Request for make PyTorch more multithread friendly - make pseudo r.n. generators part of the model

Hello. I would like to ask to append into PyTorch mechanism to control the seed of random number generators. For people who try use PyTorch from the multi-threaded application, they can face the problem that if several threads performs model initialization with randomized schemas (He initialization, Lecun initialization, etc.) it’s very likely that models this initialization is really a part of global state for which users from Python API has only access via functions like TORCH.MANUAL_SEED.

It’s better to redesign, and make random generator state as a part of the model I think.


Code snippet which demonstates problems with global states for numpy.random and Python’s random.


#!/usr/bin/env python3

import numpy as np
import random
import threading, time

class WorkerThread(threading.Thread):

def __init__(self, i, sleep_seconds):
    threading.Thread.__init__(self)
    self.th_number = i
    self.sleep_seconds = sleep_seconds

def run(self):
    np.random.seed(123)
    random.seed(123)

    time.sleep(self.sleep_seconds)
    print(self.th_number, np.random.random(), "(np.random)")
    print(self.th_number, random.random(), "(random)")

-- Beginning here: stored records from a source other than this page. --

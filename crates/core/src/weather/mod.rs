//! Weather Context Resolver
//!
//! Picks the station nearest the ignition point and fetches its latest
//! observation. The selection policy is part of the engine contract: the
//! station with the smallest geodesic distance wins, and on an exact tie the
//! one listed first.
//!
//! Missing data degrades a run instead of failing it. With no stations, no
//! observation, or an observation with no readings, the run proceeds on the
//! configured default weather and the result says so. An unreachable store is
//! a real failure and is returned as an error.

use crate::core_types::geodesy::{haversine_distance, GeoCoord};
use crate::core_types::weather::{Station, WeatherSnapshot};
use crate::error::ProviderError;
use crate::provider::WeatherProvider;
use serde::Serialize;
use tracing::{info, warn};

/// Where the weather of a run came from
#[derive(Debug, Clone, PartialEq, Eq, Serialize)]
#[serde(tag = "kind", rename_all = "camelCase")]
pub enum WeatherSource {
    /// Observation from the nearest station; absent fields use defaults
    Observed,
    /// Defaults used throughout
    Defaulted { reason: String },
}

impl WeatherSource {
    /// True when the run used default weather throughout
    pub fn is_defaulted(&self) -> bool {
        matches!(self, Self::Defaulted { .. })
    }
}

/// Weather context of one run
#[derive(Debug, Clone, PartialEq, Serialize)]
#[serde(rename_all = "camelCase")]
pub struct ResolvedWeather {
    /// Station the weather was taken from
    pub station: Option<Station>,
    /// Conditions used for the whole run
    #[serde(flatten)]
    pub snapshot: WeatherSnapshot,
    /// Provenance of `snapshot`
    pub source: WeatherSource,
}

/// Station nearest to `at`, first listed on ties
pub fn nearest_station(stations: &[Station], at: GeoCoord) -> Option<&Station> {
    let mut best: Option<(&Station, f64)> = None;
    for station in stations {
        let distance = *haversine_distance(at, station.coordinates);
        let closer = match best {
            Some((_, nearest)) => distance < nearest,
            None => true,
        };
        if closer {
            best = Some((station, distance));
        }
    }
    best.map(|(station, _)| station)
}

/// Resolve the weather snapshot for an ignition at `at`
///
/// # Errors
/// Returns [`ProviderError`] only when the weather store itself fails.
pub fn resolve_weather(
    provider: &dyn WeatherProvider,
    stations: &[Station],
    at: GeoCoord,
    defaults: &WeatherSnapshot,
) -> Result<ResolvedWeather, ProviderError> {
    let Some(station) = nearest_station(stations, at) else {
        return Ok(degraded(None, *defaults, "no weather stations registered".to_string()));
    };

    let resolved = match provider.latest_observation(&station.id)? {
        Some(observation) if !observation.is_empty() => ResolvedWeather {
            station: Some(station.clone()),
            snapshot: observation.or_defaults(defaults),
            source: WeatherSource::Observed,
        },
        Some(_) => degraded(
            Some(station.clone()),
            *defaults,
            format!("observation for station {} has no readings", station.id),
        ),
        None => degraded(
            Some(station.clone()),
            *defaults,
            format!("no observation for station {}", station.id),
        ),
    };

    if !resolved.source.is_defaulted() {
        info!(
            station = %station.name,
            humidity = *resolved.snapshot.humidity,
            wind_speed = *resolved.snapshot.wind_speed,
            wind_direction = *resolved.snapshot.wind_direction,
            "weather resolved"
        );
    }
    Ok(resolved)
}

fn degraded(station: Option<Station>, defaults: WeatherSnapshot, reason: String) -> ResolvedWeather {
    warn!(%reason, "using default weather");
    ResolvedWeather {
        station,
        snapshot: defaults,
        source: WeatherSource::Defaulted { reason },
    }
}
//! Core types and utilities

pub mod geodesy;
pub mod grid_point;
pub mod spatial;
pub mod units;
pub mod weather;

pub use geodesy::{destination, haversine_distance, initial_bearing, GeoCoord};
pub use grid_point::{GridPoint, PointId};
pub use spatial::SpatialIndex;
pub use units::*;
pub use weather::*;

th = [WorkerThread(k, 1*k) for k in range(3)]
for t in th: t.start()
for t in th: t.join()


This known limitation is caused by the forked subprocesses and third party libraries as given by your code snippet and explained in the FAQ as well as the Randomness docs.
While the DataLoader already sets the seed for the random module (as well as PyTorch), note that numpy is not a requirement, which is why previous suggestions to seed third party libraries in PyTorch’s code were declined.

Thanks, that you are talking about is very interesting and thanks for reference, but I did not mean DataLoaders and forking strategy during having parallel threads.

I mostly care about the initialization of the models and have the ability to specify the initialization of the model in a thread-safe way.

So my suggestion append into Public API this controlling seeds technics at the level of Models, if it is possible for cases when people do not use DataLoader's.

Very often for low-level libraries - memory and logging is user-specfied callbacks, but for PyTorch in my opinion this random seeds should be controlled with allow user to control and it’s important thing for me as user.